- _WHAT THE TASK REQUIRES_: Filter the entries below down to the lines that hold "bytes".

+++

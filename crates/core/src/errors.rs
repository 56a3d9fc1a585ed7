use thiserror::Error;

use crate::ports::PortError;
use crate::submission::SubmissionError;

#[derive(Clone, Debug, Error, PartialEq, Eq)]
pub enum DomainError {
    #[error("wizard configuration leaves no steps to show")]
    EmptyStepSequence,
    #[error("a submission is already in flight for this session")]
    SessionBusy,
}

#[derive(Clone, Debug, Error, PartialEq, Eq)]
pub enum ApplicationError {
    #[error(transparent)]
    Domain(#[from] DomainError),
    #[error("persistence failure: {0}")]
    Persistence(String),
    #[error(transparent)]
    Submission(#[from] SubmissionError),
    #[error("configuration failure: {0}")]
    Configuration(String),
}

impl From<PortError> for ApplicationError {
    fn from(value: PortError) -> Self {
        Self::Persistence(value.to_string())
    }
}

#[derive(Clone, Debug, Error, PartialEq, Eq)]
pub enum InterfaceError {
    #[error("bad request: {message}")]
    BadRequest { message: String, correlation_id: String },
    #[error("service unavailable: {message}")]
    ServiceUnavailable { message: String, correlation_id: String },
    #[error("internal error: {message}")]
    Internal { message: String, correlation_id: String },
}

impl InterfaceError {
    pub fn user_message(&self) -> &'static str {
        match self {
            Self::BadRequest { .. } => {
                "The intake could not be processed. Check the form and try again."
            }
            Self::ServiceUnavailable { .. } => {
                "The shop system is temporarily unavailable. Your form is kept; retry shortly."
            }
            Self::Internal { .. } => "An unexpected internal error occurred.",
        }
    }

    pub fn class(&self) -> &'static str {
        match self {
            Self::BadRequest { .. } => "bad_request",
            Self::ServiceUnavailable { .. } => "service_unavailable",
            Self::Internal { .. } => "internal",
        }
    }
}

impl ApplicationError {
    pub fn into_interface(self, correlation_id: impl Into<String>) -> InterfaceError {
        let correlation_id = correlation_id.into();
        let mut mapped = InterfaceError::from(self);
        match &mut mapped {
            InterfaceError::BadRequest { correlation_id: id, .. }
            | InterfaceError::ServiceUnavailable { correlation_id: id, .. }
            | InterfaceError::Internal { correlation_id: id, .. } => *id = correlation_id,
        }
        mapped
    }
}

impl From<ApplicationError> for InterfaceError {
    fn from(value: ApplicationError) -> Self {
        let correlation_id = "unassigned".to_owned();
        match value {
            ApplicationError::Domain(DomainError::EmptyStepSequence) => {
                Self::BadRequest { message: "domain validation failed".to_owned(), correlation_id }
            }
            ApplicationError::Domain(DomainError::SessionBusy) => Self::ServiceUnavailable {
                message: "submission already in progress".to_owned(),
                correlation_id,
            },
            ApplicationError::Submission(error) => match error.cause {
                PortError::InvalidPayload(_) => {
                    Self::BadRequest { message: error.to_string(), correlation_id }
                }
                PortError::NotFound(_) | PortError::Storage(_) => {
                    Self::ServiceUnavailable { message: error.to_string(), correlation_id }
                }
            },
            ApplicationError::Persistence(message) => {
                Self::ServiceUnavailable { message, correlation_id }
            }
            ApplicationError::Configuration(message) => Self::Internal { message, correlation_id },
        }
    }
}
//! Scripted intake: replays a JSON document through one wizard session, then confirms
//! every step until the work order is submitted.

use std::path::{Path, PathBuf};
use std::sync::Arc;

use anyhow::Context;
use secrecy::SecretString;
use serde::{Deserialize, Serialize};
use tracing::info;

use repairdesk_core::audit::InMemoryAuditSink;
use repairdesk_core::config::AppConfig;
use repairdesk_core::domain::customer::CustomerId;
use repairdesk_core::domain::event::Operator;
use repairdesk_core::domain::work_order::Assignment;
use repairdesk_core::errors::ApplicationError;
use repairdesk_core::ports::{
    CustomerDirectory, FileStore, SettingsSource, WorkOrderEventLog, WorkOrderStore,
};
use repairdesk_core::submission::{SubmissionAssembler, SubmissionResult};
use repairdesk_core::wizard::{
    AdvanceOutcome, CatalogDevice, CatalogSelection, ConfirmOutcome, CustomerFields, DeviceRef,
    FieldUpdate, MediaFile, SecurityFields, SessionSettings, SignatureImage, SuggestedItem,
    WizardSession, CANONICAL_ORDER,
};
use repairdesk_db::repositories::{
    InMemoryCustomerDirectory, InMemoryFileStore, InMemorySettingsSource,
    InMemoryWorkOrderEventLog, InMemoryWorkOrderStore, SqlCustomerRepository,
    SqlSettingsSource, SqlWorkOrderEventLog, SqlWorkOrderRepository,
};
use repairdesk_db::{connect, DbPool, LocalFileStore};

use crate::commands::{build_runtime, load_config, CommandResult};

type Failure = (&'static str, String, u8);

#[derive(Debug, Default, Deserialize)]
pub struct IntakeDocument {
    #[serde(default)]
    pub operator: Option<Operator>,
    /// Opens the session for an existing customer instead of an empty form.
    #[serde(default)]
    pub customer_id: Option<String>,
    #[serde(default)]
    pub customer: Option<CustomerFields>,
    #[serde(default)]
    pub device: DeviceDocument,
    #[serde(default)]
    pub catalog: Option<CatalogDocument>,
    #[serde(default)]
    pub problem_description: String,
    #[serde(default)]
    pub comments: String,
    #[serde(default)]
    pub suggested_items: Vec<SuggestedItem>,
    #[serde(default)]
    pub security: SecurityDocument,
    #[serde(default)]
    pub media: Vec<MediaDocument>,
    #[serde(default)]
    pub checklist_items: Vec<String>,
    #[serde(default)]
    pub checklist_notes: String,
    #[serde(default)]
    pub signature: Option<SignatureDocument>,
    #[serde(default)]
    pub terms_accepted: bool,
    #[serde(default)]
    pub assignment: Option<Assignment>,
    #[serde(default)]
    pub custom_fields: serde_json::Map<String, serde_json::Value>,
}

#[derive(Debug, Default, Deserialize)]
pub struct DeviceDocument {
    #[serde(default)]
    pub category: Option<DeviceRef>,
    #[serde(default, rename = "type")]
    pub device_type: Option<String>,
    #[serde(default)]
    pub brand: Option<DeviceRef>,
    #[serde(default)]
    pub subcategory: Option<DeviceRef>,
    #[serde(default)]
    pub family: Option<DeviceRef>,
    #[serde(default)]
    pub model: Option<DeviceRef>,
    #[serde(default)]
    pub serial: String,
}

#[derive(Debug, Deserialize)]
pub struct CatalogDocument {
    pub device: CatalogDevice,
    #[serde(default)]
    pub suggested_items: Vec<SuggestedItem>,
}

#[derive(Debug, Default, Deserialize)]
pub struct SecurityDocument {
    #[serde(default)]
    pub device_password: String,
    #[serde(default)]
    pub device_pin: String,
    #[serde(default)]
    pub pattern_vector: Option<String>,
    #[serde(default)]
    pub pattern_image: Option<String>,
}

/// A photo either already hosted (`url`) or read from disk (`path`, relative to the document).
#[derive(Debug, Deserialize)]
#[serde(untagged)]
pub enum MediaDocument {
    Hosted {
        url: String,
        #[serde(default)]
        id: Option<String>,
        #[serde(default)]
        mime: Option<String>,
        #[serde(default)]
        filename: Option<String>,
        #[serde(default)]
        thumb_url: Option<String>,
    },
    File {
        path: PathBuf,
        #[serde(default)]
        mime: Option<String>,
    },
}

#[derive(Debug, Deserialize)]
#[serde(untagged)]
pub enum SignatureDocument {
    DataUri {
        data_uri: String,
    },
    File {
        path: PathBuf,
        #[serde(default)]
        mime: Option<String>,
    },
}

#[derive(Debug, Serialize)]
struct IntakeReport {
    dry_run: bool,
    result: SubmissionResult,
    audit_events: Vec<String>,
}

struct Ports {
    customers: Arc<dyn CustomerDirectory>,
    files: Arc<dyn FileStore>,
    orders: Arc<dyn WorkOrderStore>,
    events: Arc<dyn WorkOrderEventLog>,
    settings: Arc<dyn SettingsSource>,
    pool: Option<DbPool>,
}

impl Ports {
    fn in_memory() -> Self {
        Self {
            customers: Arc::new(InMemoryCustomerDirectory::default()),
            files: Arc::new(InMemoryFileStore::default()),
            orders: Arc::new(InMemoryWorkOrderStore::default()),
            events: Arc::new(InMemoryWorkOrderEventLog::default()),
            settings: Arc::new(InMemorySettingsSource::default()),
            pool: None,
        }
    }

    async fn database(config: &AppConfig) -> Result<Self, Failure> {
        let pool = connect(&config.database)
            .await
            .map_err(|error| ("db_connectivity", error.to_string(), 4u8))?;
        Ok(Self {
            customers: Arc::new(SqlCustomerRepository::new(pool.clone())),
            files: Arc::new(LocalFileStore::new(config.storage.upload_dir.clone())),
            orders: Arc::new(SqlWorkOrderRepository::new(pool.clone())),
            events: Arc::new(SqlWorkOrderEventLog::new(pool.clone())),
            settings: Arc::new(SqlSettingsSource::new(pool.clone())),
            pool: Some(pool),
        })
    }
}

pub fn run(file: &Path, dry_run: bool) -> CommandResult {
    let config = match load_config("intake") {
        Ok(config) => config,
        Err(failure) => return failure,
    };
    let document = match read_document(file) {
        Ok(document) => document,
        Err(error) => {
            return CommandResult::failure("intake", "intake_document", format!("{error:#}"), 2);
        }
    };
    let base_dir = file.parent().map(Path::to_path_buf).unwrap_or_default();
    let runtime = match build_runtime("intake") {
        Ok(runtime) => runtime,
        Err(failure) => return failure,
    };

    let outcome = runtime.block_on(async {
        let ports = if dry_run { Ports::in_memory() } else { Ports::database(&config).await? };
        let result = submit(&config, &ports, document, &base_dir).await;
        if let Some(pool) = &ports.pool {
            pool.close().await;
        }
        result
    });

    match outcome {
        Ok((result, audit_events)) => {
            let message = format!(
                "work order {} created for customer {}",
                result.order_number, result.customer_id.0
            );
            CommandResult::success_with_data(
                "intake",
                message,
                IntakeReport { dry_run, result, audit_events },
            )
        }
        Err((error_class, message, exit_code)) => {
            CommandResult::failure("intake", error_class, message, exit_code)
        }
    }
}

pub fn read_document(path: &Path) -> anyhow::Result<IntakeDocument> {
    let raw = std::fs::read_to_string(path)
        .with_context(|| format!("could not read intake document `{}`", path.display()))?;
    serde_json::from_str(&raw)
        .with_context(|| format!("could not parse intake document `{}`", path.display()))
}

async fn submit(
    config: &AppConfig,
    ports: &Ports,
    document: IntakeDocument,
    base_dir: &Path,
) -> Result<(SubmissionResult, Vec<String>), Failure> {
    let settings = SessionSettings::resolve(ports.settings.as_ref(), &config.intake).await;
    let operator = document.operator.clone().unwrap_or_else(|| Operator {
        full_name: config.intake.default_operator.clone(),
        ..Operator::default()
    });
    let audit = Arc::new(InMemoryAuditSink::default());

    let session = match &document.customer_id {
        Some(id) => {
            let customer = ports
                .customers
                .find_by_id(&CustomerId(id.clone()))
                .await
                .map_err(|error| ("persistence", error.to_string(), 4u8))?
                .ok_or_else(|| ("customer_not_found", format!("customer `{id}` does not exist"), 2u8))?;
            WizardSession::open_for_customer(settings, operator, &customer)
        }
        None => WizardSession::open(settings, operator),
    };
    let mut session =
        session.map_err(|error| ("wizard", error.to_string(), 6u8))?.with_audit_sink(audit.clone());

    apply_document(&mut session, document, base_dir).await?;

    let assembler = SubmissionAssembler::new(
        ports.customers.clone(),
        ports.files.clone(),
        ports.orders.clone(),
        ports.events.clone(),
    )
    .with_audit_sink(audit.clone());

    // Each confirm either moves one step or submits; the bound guards against a stalled wizard.
    for _ in 0..=CANONICAL_ORDER.len() {
        match session.confirm(&assembler).await {
            Ok(ConfirmOutcome::Submitted(result)) => {
                info!(
                    event_name = "intake.submitted",
                    order_id = %result.order_id.0,
                    order_number = %result.order_number,
                    "scripted intake submitted"
                );
                return Ok((result, audit.event_types()));
            }
            Ok(ConfirmOutcome::Navigated(AdvanceOutcome::Moved { .. })) => {}
            Ok(ConfirmOutcome::Navigated(AdvanceOutcome::Blocked { step, missing })) => {
                return Err((
                    "validation",
                    format!("step `{step}` is incomplete: missing {}", missing.join(", ")),
                    2,
                ));
            }
            Ok(ConfirmOutcome::Navigated(other)) => {
                return Err(("navigation", format!("wizard did not advance: {other:?}"), 6));
            }
            Err(error) => {
                let message = error.to_string();
                let interface = ApplicationError::from(error).into_interface(session.session_id());
                return Err((interface.class(), message, 5));
            }
        }
    }

    Err(("navigation", "wizard did not reach the last step".to_string(), 6))
}

async fn apply_document(
    session: &mut WizardSession,
    document: IntakeDocument,
    base_dir: &Path,
) -> Result<(), Failure> {
    let IntakeDocument {
        customer,
        device,
        catalog,
        problem_description,
        comments,
        suggested_items,
        security,
        media,
        checklist_items,
        checklist_notes,
        signature,
        terms_accepted,
        assignment,
        custom_fields,
        ..
    } = document;

    let media_files = load_media(media, base_dir).await?;
    let signature = match signature {
        Some(signature) => Some(load_signature(signature, base_dir).await?),
        None => None,
    };

    let mut updates = Vec::new();
    if let Some(customer) = customer {
        updates.push(FieldUpdate::Customer(customer));
    }
    updates.extend([
        FieldUpdate::DeviceCategory(device.category),
        FieldUpdate::DeviceType(device.device_type),
        FieldUpdate::DeviceBrand(device.brand),
        FieldUpdate::DeviceSubcategory(device.subcategory),
        FieldUpdate::DeviceFamily(device.family),
        FieldUpdate::DeviceModel(device.model),
        FieldUpdate::DeviceSerial(device.serial),
    ]);
    for update in updates {
        session.update_field(update).map_err(|error| ("wizard", error.to_string(), 6u8))?;
    }

    if let Some(catalog) = catalog {
        session
            .select_catalog_device(CatalogSelection {
                device: catalog.device,
                suggested_items: catalog.suggested_items,
            })
            .map_err(|error| ("wizard", error.to_string(), 6u8))?;
    }

    let mut updates = vec![
        FieldUpdate::ProblemDescription(problem_description),
        FieldUpdate::Comments(comments),
    ];
    updates.extend(suggested_items.into_iter().map(FieldUpdate::AddSuggestedItem));
    updates.extend([
        FieldUpdate::Security(SecurityFields {
            device_password: SecretString::from(security.device_password),
            device_pin: SecretString::from(security.device_pin),
            pattern_vector: security.pattern_vector.map(SecretString::from),
            pattern_image: security.pattern_image,
        }),
        FieldUpdate::MediaFiles(media_files),
        FieldUpdate::ChecklistItems(checklist_items),
        FieldUpdate::ChecklistNotes(checklist_notes),
        FieldUpdate::Signature(signature),
        FieldUpdate::TermsAccepted(terms_accepted),
        FieldUpdate::Assignment(assignment),
    ]);
    updates.extend(
        custom_fields.into_iter().map(|(key, value)| FieldUpdate::CustomField { key, value }),
    );
    for update in updates {
        session.update_field(update).map_err(|error| ("wizard", error.to_string(), 6u8))?;
    }

    Ok(())
}

async fn load_media(media: Vec<MediaDocument>, base_dir: &Path) -> Result<Vec<MediaFile>, Failure> {
    let mut files = Vec::with_capacity(media.len());
    for entry in media {
        files.push(match entry {
            MediaDocument::Hosted { url, id, mime, filename, thumb_url } => {
                MediaFile::Uploaded { id, mime, filename, url, thumb_url }
            }
            MediaDocument::File { path, mime } => {
                let (filename, bytes) = read_attachment(&path, base_dir).await?;
                MediaFile::Local { filename, mime, bytes }
            }
        });
    }
    Ok(files)
}

async fn load_signature(signature: SignatureDocument, base_dir: &Path) -> Result<SignatureImage, Failure> {
    match signature {
        SignatureDocument::DataUri { data_uri } => Ok(SignatureImage::DataUri(data_uri)),
        SignatureDocument::File { path, mime } => {
            let (filename, bytes) = read_attachment(&path, base_dir).await?;
            Ok(SignatureImage::File { filename, mime, bytes })
        }
    }
}

async fn read_attachment(path: &Path, base_dir: &Path) -> Result<(Option<String>, Vec<u8>), Failure> {
    let resolved = if path.is_absolute() { path.to_path_buf() } else { base_dir.join(path) };
    let bytes = tokio::fs::read(&resolved).await.map_err(|error| {
        ("intake_document", format!("could not read attachment `{}`: {error}", resolved.display()), 2u8)
    })?;
    let filename = resolved.file_name().map(|name| name.to_string_lossy().into_owned());
    Ok((filename, bytes))
}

+++

- _SOLUTION FOR THIS TASK_:
                let (filename, bytes) = read_attachment(&path, base_dir).await?;
                MediaFile::Local { filename, mime, bytes }
            let (filename, bytes) = read_attachment(&path, base_dir).await?;
            Ok(SignatureImage::File { filename, mime, bytes })
    let bytes = tokio::fs::read(&resolved).await.map_err(|error| {
    Ok((filename, bytes))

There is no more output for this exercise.